6 Things to Know About Forming an LLC in California 1080 454 Trapp Technology

by Michael Schachter

1. Name
When forming an LLC, an individual must ensure that the name is available with the California Secretary of State (“SOS”) or else the filing of the Articles of Organization to form the LLC could be rejected. you could check the name availability online by entering your proposed name, and any variations thereof, on the SOS website and clicking the “Limited Liability Company/Limited Partnership Name” tab at the following website: kepler.sos.ca.gov/. An individual may also call or write to the SOS to ascertain whether a certain name is available. If the individual ascertains that the proposed name is available, an individual could reserve the name by paying a fee to the SOS or move forward with forming an LLC.

Forming An LLC

The SOS is a filing service and does not provide legal advice regarding the sufficiency of the name in the marketplace. Thus, it is prudent to check search engines for the proposed name and reserve the domain names to ensure that you are practically able to use the name without an issue even if the individual is forming an LLC with the SOS.

2. Professional Services
Forming an LLC in California may not provide “professional services”. “Professional services” are defined as any type of professional services that may be lawfully rendered pursuant to a license, certification, or registration authorized by laws.
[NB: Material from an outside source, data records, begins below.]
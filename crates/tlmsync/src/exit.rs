use std::fmt;
use std::io;

use tlmsync_decode::DecodeError;
use tlmsync_frame::FrameError;
use tlmsync_transport::TransportError;

pub const SUCCESS: i32 = 0;
pub const FAILURE: i32 = 1;
pub const TRANSPORT_ERROR: i32 = 3;
pub const PERMISSION_DENIED: i32 = 50;
pub const DATA_INVALID: i32 = 60;
pub const USAGE: i32 = 64;
pub const INTERNAL: i32 = 125;

pub type CliResult<T> = Result<T, CliError>;

#[derive(Debug)]
pub struct CliError {
    pub code: i32,
    pub message: String,
}

impl CliError {
    pub fn new(code: i32, message: impl Into<String>) -> Self {
        Self {
            code,
            message: message.into(),
        }
    }
}

impl fmt::Display for CliError {
    fn fmt(&self, f: &mut fmt::Formatter<'_>) -> fmt::Result {
        write!(f, "{}", self.message)
    }
}

impl std::error::Error for CliError {}

pub fn io_error(context: &str, err: io::Error) -> CliError {
    let code = match err.kind() {
        io::ErrorKind::PermissionDenied => PERMISSION_DENIED,
        io::ErrorKind::NotFound => FAILURE,
        _ => TRANSPORT_ERROR,
    };
    CliError::new(code, format!("{context}: {err}"))
}

pub fn transport_error(context: &str, err: TransportError) -> CliError {
    match err {
        TransportError::Io(source) => io_error(context, source),
        TransportError::Closed => CliError::new(FAILURE, format!("{context}: {err}")),
        TransportError::CapacityTooSmall { .. } => {
            CliError::new(USAGE, format!("{context}: {err}"))
        }
    }
}

pub fn frame_error(context: &str, err: FrameError) -> CliError {
    match err {
        FrameError::InvalidConfig(_) => CliError::new(USAGE, format!("{context}: {err}")),
        FrameError::MisalignedPayload { .. } | FrameError::MarkerInPayload { .. } => {
            CliError::new(DATA_INVALID, format!("{context}: {err}"))
        }
    }
}

pub fn decode_error(context: &str, err: DecodeError) -> CliError {
    match err {
        DecodeError::Json(_) | DecodeError::DuplicateEntry { .. } => {
            CliError::new(DATA_INVALID, format!("{context}: {err}"))
        }
        DecodeError::LoadFailed(_) => CliError::new(FAILURE, format!("{context}: {err}")),
    }
}
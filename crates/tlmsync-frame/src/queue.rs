use std::collections::VecDeque;

use crate::payload::RawPayload;

/// Default number of payloads held before the oldest is dropped.
pub const DEFAULT_DECODE_QUEUE_CAPACITY: usize = 512;

/// Bounded FIFO of validated payloads between the synchronizer and the decoder.
///
/// When full, pushing drops the oldest unconsumed payload.
#[derive(Debug)]
pub struct DecodeQueue {
    payloads: VecDeque<RawPayload>,
    capacity: usize,
    dropped: u64,
}

impl DecodeQueue {
    /// Create a queue with [`DEFAULT_DECODE_QUEUE_CAPACITY`].
    pub fn new() -> Self {
        Self::with_capacity(DEFAULT_DECODE_QUEUE_CAPACITY)
    }

    /// Create a queue holding at most `capacity` payloads (minimum 1).
    pub fn with_capacity(capacity: usize) -> Self {
        let capacity = capacity.max(1);
        Self {
            payloads: VecDeque::with_capacity(capacity),
            capacity,
            dropped: 0,
        }
    }

    /// Append a payload, returning the evicted oldest one if the queue was full.
    pub fn push(&mut self, payload: RawPayload) -> Option<RawPayload> {
        let evicted = if self.payloads.len() == self.capacity {
            self.dropped += 1;
            self.payloads.pop_front()
        } else {
            None
        };
        self.payloads.push_back(payload);
        evicted
    }

    /// Remove the oldest payload.
    pub fn pop(&mut self) -> Option<RawPayload> {
        self.payloads.pop_front()
    }

    /// Oldest payload without removing it.
    pub fn peek(&self) -> Option<&RawPayload> {
        self.payloads.front()
    }

    pub fn len(&self) -> usize {
        self.payloads.len()
    }

    pub fn is_empty(&self) -> bool {
        self.payloads.is_empty()
    }

    pub fn capacity(&self) -> usize {
        self.capacity
    }

    /// Total payloads dropped on overflow.
    pub fn dropped(&self) -> u64 {
        self.dropped
    }
}

impl Default for DecodeQueue {
    fn default() -> Self {
        Self::new()
    }
}
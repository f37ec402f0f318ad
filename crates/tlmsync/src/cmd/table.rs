use crate::cmd::{Context, TableArgs};
use crate::exit::{CliResult, SUCCESS};
use crate::output::print_decode_table;

pub fn run(_args: TableArgs, ctx: &Context) -> CliResult<i32> {
    let table = ctx.load_table()?;
    tracing::debug!(entries = table.len(), source = ?ctx.table, "decode table loaded");
    print_decode_table(&table, ctx.format);
    Ok(SUCCESS)
}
It is recommended that you contact the appropriate licensing authority in order to determine whether your services are considered professional.

3. Articles of Organization (Form LLC-1) (“Articles”)
The Articles registers the LLC with the SOS and the form can be found here. Once the Articles is correctly completed and signed, the individual would submit the Articles with the SOS via mail or hand delivery. The SOS generally takes 7-10 business days to file the Articles but could take longer depending on the time of the year. An individual could expedite the filing, if necessary, for a fee. It is also possible to check the status of the Articles by referring to the “Processing Times” page on the SOS website: www.sos.ca.gov/business/be/processing-times.htm. Filing the Articles will obligate the LLC to pay an annual minimum tax of $800 to the California Franchise Tax Board.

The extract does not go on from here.